Is your child attached to a certain stuffed animal, lovey, or a blanket? Do they love to carry it around every where they go? Most toddlers go through a phase where they are attached to a a stuffed animal, lovey, or blanket. They want to take their security object with them everywhere that they go. When my son was born he was given several of those new “lovey’s”, they are a stuffed animal that is attached to a blanket. If you have seen them, they are adorable and they come in a wide variety of animals or characters.
Disclosure: This post is for informational purposes only. The opinions reflected in this post are my own and are based upon my own experiences.
If your child is attached to a lovey, you probably already know how hard it is to pry their favorite lovey from them in order to wash it or they have a meltdown every time they leave it at home. A toddler will often latch onto a favorite object such as a lovey or a blanket because it gives them a sense of security and they also may use it for comfort. As your toddler begins exploring the world around them, it is easy for the to take their security object with them. Sometimes toddlers are fearful of new surroundings and experiences that comes along with exploring the world around them. Also, toddlers often go through phases of separation anxiety their security object gives them a sense of security and provides comfort when they feel afraid.

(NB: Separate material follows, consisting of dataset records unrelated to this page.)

//! Console and markdown rendering for analysis reports.

use std::fmt::Write as _;
use std::path::{Path, PathBuf};

use strata_agents::CascadeResult;
use strata_core::types::{AnalysisReport, DirectAnalysis};

/// Plain-text report for the terminal.
pub fn console_report(report: &AnalysisReport) -> String {
    let mut out = String::new();
    let request = &report.request;

    let _ = writeln!(
        out,
        "Upgrade impact analysis: {} -> {} (workload: {})",
        request.from_version, request.to_version, request.workload
    );
    let _ = writeln!(
        out,
        "Run {} at {}{}",
        &report.run_id[..8.min(report.run_id.len())],
        report.generated_at.format("%Y-%m-%d %H:%M UTC"),
        if report.cache_hit {
            "  [root analysis from cache]"
        } else {
            ""
        }
    );
    out.push_str(&"=".repeat(60));
    out.push('\n');

    push_direct(&mut out, &report.analysis);

    if !report.downstream_impacts.is_empty() {
        out.push_str("\nDownstream impact cascade:\n");
        push_cascade(&mut out, &report.downstream_impacts, 1);
    }

    if !report.document_sources.is_empty() {
        let names: Vec<String> = report
            .document_sources
            .iter()
            .map(|d| format!("{} [{}]", d.filename, d.category))
            .collect();
        let _ = writeln!(
            out,
            "\nGrounded in {} knowledge document(s): {}",
            report.document_sources.len(),
            names.join(", ")
        );
    }

    out
}

fn push_direct(out: &mut String, analysis: &DirectAnalysis) {
    if let Some(error) = &analysis.parse_error {
        let _ = writeln!(out, "\n! Root analysis reply could not be parsed: {}", error);
        if let Some(raw) = &analysis.raw_response {
            let _ = writeln!(out, "  Raw reply:\n  {}", raw.trim());
        }
        return;
    }

    if analysis.changes.is_empty() {
        out.push_str("\nNo breaking changes identified for this transition.\n");
    } else {
        let _ = writeln!(
            out,
            "\nBreaking changes ({}), highest severity {}:",
            analysis.changes.len(),
            analysis.max_severity()
        );
        for (i, change) in analysis.changes.iter().enumerate() {
            let _ = writeln!(
                out,
                "  {}. [{}] {} ({})",
                i + 1,
                change.severity,
                change.component,
                change.change_type
            );
            let _ = writeln!(out, "     {}", change.description);
            if !change.metadata.affected_components.is_empty() {
                let _ = writeln!(
                    out,
                    "     Flags: {}",
                    change.metadata.affected_components.join(", ")
                );
            }
        }
    }

    if !analysis.mitigation_steps.is_empty() {
        out.push_str("\nMitigation steps:\n");
        for step in &analysis.mitigation_steps {
            let _ = writeln!(out, "  [{}] {}  {}", step.priority, step.timing, step.step);
            if !step.action.is_empty() {
                let _ = writeln!(out, "      {}", step.action);
            }
        }
    }

    if !analysis.recommendations.is_empty() {
        out.push_str("\nRecommendations:\n");
        for rec in &analysis.recommendations {
            let _ = writeln!(out, "  - {}", rec);
        }
    }
}

fn push_cascade(out: &mut String, impacts: &CascadeResult, depth: usize) {
    let pad = "  ".repeat(depth);
    for (name, result) in impacts {
        if let Some(error) = &result.error {
            let _ = writeln!(out, "{}{}  FAILED: {}", pad, name, error);
        } else {
            let _ = writeln!(out, "{}{}  risk {}", pad, name, result.risk_level);
            for impact in &result.impacts {
                let _ = writeln!(
                    out,
                    "{}  - [{}] {}: {}",
                    pad, impact.severity, impact.component, impact.description
                );
                for action in &impact.required_actions {
                    let _ = writeln!(out, "{}    action: {}", pad, action);
                }
            }
        }
        if !result.downstream.is_empty() {
            push_cascade(out, &result.downstream, depth + 1);
        }
    }
}

/// Markdown rendering of the same report, for saving.
pub fn markdown_report(report: &AnalysisReport) -> String {
    let mut out = String::new();
    let request = &report.request;

    let _ = writeln!(
        out,
        "# Upgrade impact analysis: {} -> {}\n",
        request.from_version, request.to_version
    );
    let _ = writeln!(out, "- Root layer: {}", request.layer);
    let _ = writeln!(out, "- Workload: {}", request.workload);
    let _ = writeln!(out, "- Run: `{}`", report.run_id);
    let _ = writeln!(out, "- Generated: {}", report.generated_at.to_rfc3339());
    let _ = writeln!(out, "- Root analysis from cache: {}", report.cache_hit);

    out.push_str("\n## Breaking changes\n\n");
    if let Some(error) = &report.analysis.parse_error {
        let _ = writeln!(out, "Reply could not be parsed: {}", error);
    } else if report.analysis.changes.is_empty() {
        out.push_str("None identified.\n");
    } else {
        for change in &report.analysis.changes {
            let _ = writeln!(
                out,
                "- **{}** `{}` ({}): {}",
                change.severity, change.component, change.change_type, change.description
            );
        }
    }

    if !report.analysis.mitigation_steps.is_empty() {
        out.push_str("\n## Mitigation steps\n\n");
        for step in &report.analysis.mitigation_steps {
            let _ = writeln!(
                out,
                "- **{}** ({}): {} - {}",
                step.priority, step.timing, step.step, step.action
            );
        }
    }

    if !report.analysis.recommendations.is_empty() {
        out.push_str("\n## Recommendations\n\n");
        for rec in &report.analysis.recommendations {
            let _ = writeln!(out, "- {}", rec);
        }
    }

    if !report.downstream_impacts.is_empty() {
        out.push_str("\n## Downstream impacts\n\n");
        markdown_cascade(&mut out, &report.downstream_impacts, 0);
    }

    if !report.dependency_graph.is_empty() {
        out.push_str("\n## Dependency graph\n\n");
        for (producer, consumers) in &report.dependency_graph {
            let edge = if consumers.is_empty() {
                "(leaf)".to_string()
            } else {
                consumers.join(", ")
            };
            let _ = writeln!(out, "- `{}` -> {}", producer, edge);
        }
    }

    if !report.document_sources.is_empty() {
        out.push_str("\n## Knowledge sources\n\n");
        for doc in &report.document_sources {
            let _ = writeln!(out, "- {} ({})", doc.filename, doc.category);
        }
    }

    out
}

fn markdown_cascade(out: &mut String, impacts: &CascadeResult, depth: usize) {
    let pad = "  ".repeat(depth);
    for (name, result) in impacts {
        if let Some(error) = &result.error {
            let _ = writeln!(out, "{}- `{}` failed: {}", pad, name, error);
        } else {
            let _ = writeln!(out, "{}- `{}` risk **{}**", pad, name, result.risk_level);
            for impact in &result.impacts {
                let _ = writeln!(
                    out,
                    "{}  - [{}] {}: {}",
                    pad, impact.severity, impact.component, impact.description
                );
            }
        }
        if !result.downstream.is_empty() {
            markdown_cascade(out, &result.downstream, depth + 1);
        }
    }
}

/// Write the markdown report into `dir` under a timestamped filename and
/// return the path.
pub fn save_report(report: &AnalysisReport, dir: &Path) -> anyhow::Result<PathBuf> {
    std::fs::create_dir_all(dir)?;
    let filename = format!(
        "impact-{}-to-{}-{}.md",
        slug(&report.request.from_version),
        slug(&report.request.to_version),
        report.generated_at.format("%Y%m%d-%H%M%S")
    );
    let path = dir.join(filename);
    std::fs::write(&path, markdown_report(report))?;
    Ok(path)
}

/// Filename-safe rendition of a version string.
fn slug(s: &str) -> String {
    let mut out = String::with_capacity(s.len());
    for c in s.chars() {
        if c.is_ascii_alphanumeric() || c == '.' {
            out.push(c);
        } else if !out.ends_with('-') {
            out.push('-');
        }
    }
    out.trim_matches('-').to_string()
}

#[cfg(test)]
mod tests {
    use super::*;
    use strata_core::types::{
        AnalysisRequest, ChangeRecord, Impact, ImpactResult, Severity,
    };

    fn sample_report() -> AnalysisReport {
        let mut analysis = DirectAnalysis::default();
        analysis.changes.push(ChangeRecord::new(
            "cgroup v1",
            "cgroup v1 removed",
            Severity::Critical,
        ));
        analysis.recommendations.push("Canary first".to_string());

        let mut db = ImpactResult::empty();
        db.risk_level = Severity::Medium;
        db.impacts.push(Impact {
            component: "etcd".to_string(),
            description: "mount options change".to_string(),
            severity: Severity::Medium,
            required_actions: vec![],
        });

        let mut k8s = ImpactResult::empty();
        k8s.risk_level = Severity::High;
        k8s.impacts.push(Impact {
            component: "kubelet".to_string(),
            description: "cgroup driver mismatch".to_string(),
            severity: Severity::High,
            required_actions: vec!["switch to systemd driver".to_string()],
        });
        k8s.downstream.insert("database-agent".to_string(), db);

        let mut report =
            AnalysisReport::new(AnalysisRequest::new("15-SP6", "15-SP7"), analysis);
        report
            .downstream_impacts
            .insert("kubernetes-agent".to_string(), k8s);
        report
    }

    #[test]
    fn test_console_report_nests_downstream_layers() {
        let text = console_report(&sample_report());

        assert!(text.contains("15-SP6 -> 15-SP7"));
        assert!(text.contains("[CRITICAL] cgroup v1"));
        assert!(text.contains("  kubernetes-agent  risk HIGH"));
        // One level deeper than kubernetes.
        assert!(text.contains("    database-agent  risk MEDIUM"));
        assert!(text.contains("action: switch to systemd driver"));
    }

    #[test]
    fn test_console_report_surfaces_branch_failures() {
        let mut report = sample_report();
        report.downstream_impacts.insert(
            "network-agent".to_string(),
            ImpactResult::from_error("HTTP 503"),
        );

        let text = console_report(&report);
        assert!(text.contains("network-agent  FAILED: HTTP 503"));
    }

    #[test]
    fn test_console_report_parse_failure_shows_raw_reply() {
        let mut report = sample_report();
        report.analysis = DirectAnalysis::parse_failure("no JSON object found", "model said no");

        let text = console_report(&report);
        assert!(text.contains("could not be parsed"));
        assert!(text.contains("model said no"));
    }

    #[test]
    fn test_markdown_report_has_expected_sections() {
        let md = markdown_report(&sample_report());

        assert!(md.starts_with("# Upgrade impact analysis: 15-SP6 -> 15-SP7"));
        assert!(md.contains("## Breaking changes"));
        assert!(md.contains("## Downstream impacts"));
        assert!(md.contains("- `kubernetes-agent` risk **HIGH**"));
        assert!(md.contains("  - `database-agent` risk **MEDIUM**"));
    }

    #[test]
    fn test_save_report_writes_timestamped_file() {
        let dir = tempfile::tempdir().unwrap();
        let path = save_report(&sample_report(), dir.path()).unwrap();

        let name = path.file_name().unwrap().to_string_lossy().to_string();
        assert!(name.starts_with("impact-15-SP6-to-15-SP7-"));
        assert!(name.ends_with(".md"));
        assert!(std::fs::read_to_string(&path)
            .unwrap()
            .contains("## Breaking changes"));
    }

    #[test]
    fn test_slug_strips_awkward_characters() {
        assert_eq!(slug("15-SP6"), "15-SP6");
        assert_eq!(slug("v1.28 / eus"), "v1.28-eus");
        assert_eq!(slug("--odd--"), "odd");
    }
}
use std::time::Duration;

use futures::future::BoxFuture;
use reqwest::Client;
use serde::{Deserialize, Serialize};

use strata_core::config::ModelConfig;
use strata_core::error::{Result, StrataError};
use strata_core::traits::ReasoningClient;
use strata_core::types::ReasoningRequest;

const ANTHROPIC_API_URL: &str = "https://api.anthropic.com/v1/messages";
const ANTHROPIC_VERSION: &str = "2023-06-01";

pub struct AnthropicClient {
    http: Client,
}

impl AnthropicClient {
    pub fn new() -> Self {
        Self {
            http: Client::new(),
        }
    }
}

impl Default for AnthropicClient {
    fn default() -> Self {
        Self::new()
    }
}

// Anthropic API request types
#[derive(Serialize)]
struct AnthropicRequest {
    model: String,
    max_tokens: u32,
    #[serde(skip_serializing_if = "Option::is_none")]
    temperature: Option<f32>,
    #[serde(skip_serializing_if = "Option::is_none")]
    system: Option<String>,
    messages: Vec<ApiMessage>,
}

#[derive(Serialize)]
struct ApiMessage {
    role: String,
    content: String,
}

// Anthropic API response types
#[derive(Deserialize)]
struct AnthropicResponse {
    content: Vec<ContentBlock>,
}

#[derive(Deserialize)]
struct ContentBlock {
    #[serde(rename = "type")]
    kind: String,
    #[serde(default)]
    text: String,
}

impl ReasoningClient for AnthropicClient {
    fn complete(&self, config: &ModelConfig, request: ReasoningRequest) -> BoxFuture<'_, Result<String>> {
        let config = config.clone();

        Box::pin(async move {
            let api_key = config
                .api_key
                .as_deref()
                .ok_or_else(|| StrataError::Config("Anthropic API key not set".into()))?;

            let base_url = config.base_url.as_deref().unwrap_or(ANTHROPIC_API_URL);

            let body = AnthropicRequest {
                model: config.model_id.clone(),
                max_tokens: config.max_tokens,
                temperature: if config.temperature > 0.0 {
                    Some(config.temperature)
                } else {
                    None
                },
                system: if request.system.is_empty() {
                    None
                } else {
                    Some(request.system)
                },
                messages: vec![ApiMessage {
                    role: "user".to_string(),
                    content: request.prompt,
                }],
            };

            let response = self
                .http
                .post(base_url)
                .timeout(Duration::from_secs(config.request_timeout_secs))
                .header("x-api-key", api_key)
                .header("anthropic-version", ANTHROPIC_VERSION)
                .header("content-type", "application/json")
                .json(&body)
                .send()
                .await
                .map_err(|e| StrataError::Reasoning(e.to_string()))?;

            if !response.status().is_success() {
                let status = response.status();
                let body = response
                    .text()
                    .await
                    .unwrap_or_else(|_| "unknown error".to_string());
                return Err(StrataError::Reasoning(format!("HTTP {}: {}", status, body)));
            }

            let parsed: AnthropicResponse = response
                .json()
                .await
                .map_err(|e| StrataError::Reasoning(e.to_string()))?;

            let text: String = parsed
                .content
                .iter()
                .filter(|b| b.kind == "text")
                .map(|b| b.text.as_str())
                .collect();

            if text.is_empty() {
                return Err(StrataError::Reasoning("empty response body".into()));
            }

            Ok(text)
        })
    }
}
use std::sync::Mutex;

use futures::future::BoxFuture;
use tracing::{info, warn};

use strata_core::config::ModelConfig;
use strata_core::error::{Result, StrataError};
use strata_core::traits::ReasoningClient;
use strata_core::types::ReasoningRequest;

/// Error-text markers that mean the active credential is spent rather than
/// the request being malformed. Matched case-insensitively.
const CREDENTIAL_MARKERS: &[&str] = &["rate limit", "quota", "insufficient", "limit exceeded"];

pub fn is_credential_error(e: &StrataError) -> bool {
    match e {
        StrataError::Reasoning(msg) => {
            let msg = msg.to_lowercase();
            CREDENTIAL_MARKERS.iter().any(|marker| msg.contains(marker))
        }
        _ => false,
    }
}

/// Ordered API credentials with one active pointer.
///
/// The pointer only moves forward: a spent credential is never retried
/// within the lifetime of the pool.
#[derive(Debug, Clone)]
pub struct CredentialPool {
    credentials: Vec<String>,
    active: usize,
}

impl CredentialPool {
    pub fn new(primary: Option<String>, fallbacks: Vec<String>) -> Self {
        let mut credentials: Vec<String> = primary.into_iter().collect();
        credentials.extend(fallbacks);
        Self {
            credentials,
            active: 0,
        }
    }

    pub fn from_config(config: &ModelConfig) -> Self {
        Self::new(config.api_key.clone(), config.fallback_api_keys.clone())
    }

    pub fn active(&self) -> Option<&str> {
        self.credentials.get(self.active).map(String::as_str)
    }

    pub fn active_index(&self) -> usize {
        self.active
    }

    /// Move the pointer to the next credential. Returns false once none remain.
    pub fn advance(&mut self) -> bool {
        if self.active + 1 < self.credentials.len() {
            self.active += 1;
            true
        } else {
            false
        }
    }

    pub fn len(&self) -> usize {
        self.credentials.len()
    }

    pub fn is_empty(&self) -> bool {
        self.credentials.is_empty()
    }
}

/// A reasoning client that rotates through a credential pool when a request
/// dies to a quota or rate-limit error.
///
/// One request is attempted per credential, so a pool of N credentials
/// yields at most N attempts. Rotation is permanent across calls. Errors
/// that do not look credential-related surface unchanged on the first
/// attempt.
pub struct FailoverClient {
    inner: Box<dyn ReasoningClient>,
    pool: Mutex<CredentialPool>,
}

impl FailoverClient {
    pub fn new(inner: Box<dyn ReasoningClient>, pool: CredentialPool) -> Self {
        Self {
            inner,
            pool: Mutex::new(pool),
        }
    }

    /// Build the edge client for the configured provider and wrap it with
    /// the configured credentials.
    pub fn from_config(config: &ModelConfig) -> Self {
        Self::new(crate::create_client(config), CredentialPool::from_config(config))
    }

    pub fn active_index(&self) -> usize {
        self.pool.lock().map(|pool| pool.active_index()).unwrap_or(0)
    }
}

impl ReasoningClient for FailoverClient {
    fn complete(&self, config: &ModelConfig, request: ReasoningRequest) -> BoxFuture<'_, Result<String>> {
        let config = config.clone();

        Box::pin(async move {
            let mut attempts: u32 = 0;

            loop {
                let mut call_config = config.clone();
                {
                    let pool = self
                        .pool
                        .lock()
                        .map_err(|_| StrataError::Reasoning("credential pool lock poisoned".into()))?;
                    if let Some(credential) = pool.active() {
                        call_config.api_key = Some(credential.to_string());
                    }
                }
                attempts += 1;

                match self.inner.complete(&call_config, request.clone()).await {
                    Ok(text) => return Ok(text),
                    Err(e) if is_credential_error(&e) => {
                        warn!(attempt = attempts, error = %e, "Credential failure on reasoning call");
                        let rotated = {
                            let mut pool = self.pool.lock().map_err(|_| {
                                StrataError::Reasoning("credential pool lock poisoned".into())
                            })?;
                            pool.advance()
                        };
                        if rotated {
                            info!(attempt = attempts, "Switched to fallback credential");
                            continue;
                        }
                        return Err(StrataError::CredentialsExhausted {
                            attempts,
                            last_error: e.to_string(),
                        });
                    }
                    Err(e) => return Err(e),
                }
            }
        })
    }
}

#[cfg(test)]
mod tests {
    use super::*;
    use strata_test_utils::{test_model_config, ScriptedClient};

    fn pool(keys: &[&str]) -> CredentialPool {
        let mut iter = keys.iter().map(|k| k.to_string());
        let primary = iter.next();
        CredentialPool::new(primary, iter.collect())
    }

    #[test]
    fn test_is_credential_error_matches_markers() {
        for msg in [
            "HTTP 429: rate limit exceeded",
            "Quota exhausted for this billing period",
            "HTTP 402: insufficient credits",
            "daily limit exceeded",
        ] {
            assert!(is_credential_error(&StrataError::Reasoning(msg.into())), "{msg}");
        }
    }

    #[test]
    fn test_is_credential_error_ignores_other_failures() {
        assert!(!is_credential_error(&StrataError::Reasoning("HTTP 500: internal".into())));
        assert!(!is_credential_error(&StrataError::ReasoningParse("bad json".into())));
        assert!(!is_credential_error(&StrataError::Config("no key".into())));
    }

    #[test]
    fn test_pool_advance_stops_at_last_credential() {
        let mut pool = pool(&["a", "b"]);
        assert_eq!(pool.active(), Some("a"));
        assert!(pool.advance());
        assert_eq!(pool.active(), Some("b"));
        assert!(!pool.advance());
        assert_eq!(pool.active(), Some("b"));
    }

    #[tokio::test]
    async fn test_first_attempt_success_uses_primary() {
        let inner = ScriptedClient::new().reply("ok");
        let calls = inner.call_log();
        let client = FailoverClient::new(Box::new(inner), pool(&["key-a", "key-b"]));

        let text = client
            .complete(&test_model_config(), ReasoningRequest::new("", "ping"))
            .await
            .unwrap();

        assert_eq!(text, "ok");
        assert_eq!(client.active_index(), 0);
        let calls = calls.lock().unwrap();
        assert_eq!(calls.len(), 1);
        assert_eq!(calls[0].api_key.as_deref(), Some("key-a"));
    }

    #[tokio::test]
    async fn test_quota_error_rotates_and_succeeds_on_second_attempt() {
        let inner = ScriptedClient::new()
            .fail("HTTP 429: rate limit exceeded")
            .reply("recovered");
        let calls = inner.call_log();
        let client = FailoverClient::new(Box::new(inner), pool(&["key-a", "key-b"]));

        let text = client
            .complete(&test_model_config(), ReasoningRequest::new("", "ping"))
            .await
            .unwrap();

        assert_eq!(text, "recovered");
        // Pointer stays on the fallback for subsequent calls.
        assert_eq!(client.active_index(), 1);
        let calls = calls.lock().unwrap();
        assert_eq!(calls.len(), 2);
        assert_eq!(calls[0].api_key.as_deref(), Some("key-a"));
        assert_eq!(calls[1].api_key.as_deref(), Some("key-b"));
    }

    #[tokio::test]
    async fn test_rotation_is_permanent_across_calls() {
        let inner = ScriptedClient::new()
            .fail("quota exhausted")
            .reply("first")
            .reply("second");
        let calls = inner.call_log();
        let client = FailoverClient::new(Box::new(inner), pool(&["key-a", "key-b"]));

        client
            .complete(&test_model_config(), ReasoningRequest::new("", "one"))
            .await
            .unwrap();
        client
            .complete(&test_model_config(), ReasoningRequest::new("", "two"))
            .await
            .unwrap();

        let calls = calls.lock().unwrap();
        assert_eq!(calls.len(), 3);
        // The second call goes straight to the fallback credential.
        assert_eq!(calls[2].api_key.as_deref(), Some("key-b"));
    }

    #[tokio::test]
    async fn test_single_credential_exhausts_after_one_attempt() {
        let inner = ScriptedClient::new().fail("quota exhausted");
        let calls = inner.call_log();
        let client = FailoverClient::new(Box::new(inner), pool(&["only-key"]));

        let err = client
            .complete(&test_model_config(), ReasoningRequest::new("", "ping"))
            .await
            .unwrap_err();

        match err {
            StrataError::CredentialsExhausted { attempts, last_error } => {
                assert_eq!(attempts, 1);
                assert!(last_error.contains("quota"));
            }
            other => panic!("expected CredentialsExhausted, got {other:?}"),
        }
        assert_eq!(calls.lock().unwrap().len(), 1);
    }

    #[tokio::test]
    async fn test_all_credentials_exhausted_counts_every_attempt() {
        let inner = ScriptedClient::new()
            .fail("rate limit")
            .fail("quota")
            .fail("limit exceeded");
        let client = FailoverClient::new(Box::new(inner), pool(&["a", "b", "c"]));

        let err = client
            .complete(&test_model_config(), ReasoningRequest::new("", "ping"))
            .await
            .unwrap_err();

        match err {
            StrataError::CredentialsExhausted { attempts, .. } => assert_eq!(attempts, 3),
            other => panic!("expected CredentialsExhausted, got {other:?}"),
        }
    }

    #[tokio::test]
    async fn test_non_credential_error_surfaces_without_rotation() {
        let inner = ScriptedClient::new().fail("HTTP 500: internal server error");
        let calls = inner.call_log();
        let client = FailoverClient::new(Box::new(inner), pool(&["key-a", "key-b"]));

        let err = client
            .complete(&test_model_config(), ReasoningRequest::new("", "ping"))
            .await
            .unwrap_err();

        assert!(matches!(err, StrataError::Reasoning(_)));
        assert_eq!(client.active_index(), 0);
        assert_eq!(calls.lock().unwrap().len(), 1);
    }

    #[tokio::test]
    async fn test_empty_pool_passes_config_key_through() {
        let inner = ScriptedClient::new().reply("ok");
        let calls = inner.call_log();
        let client = FailoverClient::new(Box::new(inner), CredentialPool::new(None, vec![]));

        client
            .complete(&test_model_config(), ReasoningRequest::new("", "ping"))
            .await
            .unwrap();

        let calls = calls.lock().unwrap();
        // test_model_config carries its own key; an empty pool leaves it alone.
        assert_eq!(calls[0].api_key.as_deref(), Some("config-key"));
    }
}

How Long Can I Expect My Child to Be Attached to a Lovey?
I know that my son is pretty attached to his lovey some days and other times he doesn’t really miss it. If your child is super attached to their lovey, don’t worry it is just a phase and most kids will willing give up their lovey sometime between ages of 2 to 5 years old. However, if they are feeling stressed out or in a new environment, they may revert to their fond attachment to their lovey. This phase should be short lived and their security object should be tossed aside once things return to normal. A child that is overly attached to his or her lovey should be watched closely, especially, if your child no longer or doesn’t want to interact with others or refuses to play with toys, talk to your child’s doctor immediately to figure out what is going on with your child.